Deosaran: Trinidad and Tobago's society has become 'godless'

Ramesh Deosaran -
Ramesh Deosaran -

CRIMINOLOGIST Professor Ramesh Deosaran said society in TT is becoming evil and has been godless for some time now.

Against this background, Deosaran was not surprised by Commissioner of Police (CoP) Erla Harewood-Christopher's comments about seeking divine intervention in the fight against crime. Deosaran, a former Police Service Commission chairman, welcomed Harewood-Christopher's comments.

Addressing a meeting held by the Greater Chaguanas Chamber of Commmerce at Signature Hall, Chaguanas on Wednesday, Harewood-Christopher said, "The police could come up with whatever strategy, but unless we enlist the help of God, we will be working in vain."

Appearing before the Parliament's National Security Joint Select Committee in February, Harewood-Christopher promised a reduction in murders by June.

On Wednesday, she said, "I know people are a bit alarmed that I would even suggest that they can see some progress by June but, I know, if we all do our part with the help of God, we can achieve it."

Deosaran, who was at the chamber's meeting, said Harewood-Christopher's appeal for "God's help" in fighting crime was nothing new.

"After all, the police have always attended church, praying for God's help in fighting crime."

Deosaran said, on Wednesday, Harewood-Christopher linked her anti-crime strategies, wittingly or unwittingly, with help from the "higher spirit."

While some people interpreted this as her full dependence on God, Deosaran said the context of the CoP's comments appeared to be as if she was asking the "spiritually inclined" to have faith that God would help them succeed in their anti-crime efforts.

"Debatable as it may be, from what we have been seeing and hearing, it really looks, as the CoP suggested, as if some 'evil force' in human form has almost over-taken the country."

Deosaran said, "As a social scientist, I know we can apply social circumstances, parenting, greed, spite and rage to help account for some of our brutal, vicious and senseless crimes."

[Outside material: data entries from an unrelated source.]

//! CLI command definitions using clap.
//!
//! Defines the main CLI structure and subcommands:
//! - lint: run checks against an exported template
//! - list-checks: print every registered check

use adflint::report::OutputFormat;
use clap::{Parser, Subcommand};
use std::path::PathBuf;

/// adflint - Governance linter for Azure Data Factory templates
#[derive(Parser, Debug)]
#[command(name = "adflint")]
#[command(author, version, about, long_about = None)]
pub struct Cli {
    /// Optional config file path
    #[arg(short, long, global = true)]
    pub config: Option<PathBuf>,

    /// Verbose output
    #[arg(short, long, global = true)]
    pub verbose: bool,

    /// Subcommand to execute
    #[command(subcommand)]
    pub command: Commands,
}

impl Cli {
    /// Check if verbose mode is enabled
    pub fn is_verbose(&self) -> bool {
        self.verbose
    }
}

/// Main subcommands
#[derive(Subcommand, Debug)]
pub enum Commands {
    /// Lint an exported ARM template
    Lint {
        /// Path to the template JSON file
        template: PathBuf,

        /// Only run these checks (repeatable)
        #[arg(short = 'k', long = "check")]
        checks: Vec<String>,

        /// Output format
        #[arg(short, long, value_enum, default_value_t = OutputFormat::Table)]
        format: OutputFormat,

        /// Exit successfully even when findings are reported
        #[arg(long)]
        no_assert: bool,
    },

    /// List all available checks
    ListChecks,
}
//! Error types for adflint
//!
//! Centralized error handling using thiserror.

use thiserror::Error;

/// All error types that can occur while linting a template
#[derive(Debug, Error)]
pub enum LintError {
    /// The template is structurally unusable and the run cannot continue
    #[error("Malformed document: {0}")]
    MalformedDocument(String),

    /// A check id was requested that is not in the registry
    #[error("Unknown check: {0}")]
    UnknownCheck(String),

    /// A single rule failed while evaluating a subject
    #[error("Rule '{rule}' failed: {message}")]
    RuleExecution { rule: String, message: String },

    /// IO error
    #[error("IO error: {0}")]
    Io(#[from] std::io::Error),

    /// JSON serialization/deserialization error
    #[error("JSON error: {0}")]
    Json(#[from] serde_json::Error),
}

impl LintError {
    /// Build a malformed-document error from anything printable
    pub fn malformed(message: impl Into<String>) -> Self {
        Self::MalformedDocument(message.into())
    }

    /// Build a rule execution error for the given rule id
    pub fn rule(rule: impl Into<String>, message: impl Into<String>) -> Self {
        Self::RuleExecution {
            rule: rule.into(),
            message: message.into(),
        }
    }
}

/// Result type alias for adflint operations
pub type Result<T> = std::result::Result<T, LintError>;

#[cfg(test)]
mod tests {
    use super::*;

    #[test]
    fn test_malformed_document_error() {
        let err = LintError::malformed("missing 'resources' array");
        assert_eq!(err.to_string(), "Malformed document: missing 'resources' array");
    }

    #[test]
    fn test_unknown_check_error() {
        let err = LintError::UnknownCheck("no-such-check".to_string());
        assert_eq!(err.to_string(), "Unknown check: no-such-check");
    }

    #[test]
    fn test_rule_execution_error() {
        let err = LintError::rule("pipeline-description", "payload is not an object");
        assert_eq!(
            err.to_string(),
            "Rule 'pipeline-description' failed: payload is not an object"
        );
    }

    #[test]
    fn test_io_error_conversion() {
        let io_err = std::io::Error::new(std::io::ErrorKind::NotFound, "file not found");
        let err: LintError = io_err.into();
        assert!(matches!(err, LintError::Io(_)));
        assert!(err.to_string().contains("file not found"));
    }

    #[test]
    fn test_json_error_conversion() {
        let json_err = serde_json::from_str::<serde_json::Value>("invalid").unwrap_err();
        let err: LintError = json_err.into();
        assert!(matches!(err, LintError::Json(_)));
    }

    #[test]
    fn test_result_type_alias() {
        fn returns_ok() -> Result<i32> {
            Ok(42)
        }

        fn returns_err() -> Result<i32> {
            Err(LintError::malformed("test"))
        }

        assert!(returns_ok().is_ok());
        assert!(returns_err().is_err());
    }
}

But he added that such a scientific approach did not seem to be enough to find a solution to crime.

"The psychiatrist and psychologists will tell you so in many cases. There are still diagnostic questions behind mental conditions such as clinical paranoid, schizophrenia, psychopath, sociopath."

Deosaran recalled once being asked by a priest whether the evil force driving crime was "now in the form of the devilish cocaine."

He said, "Therefore it is understandable that some will think there is something else behind such evil crimes."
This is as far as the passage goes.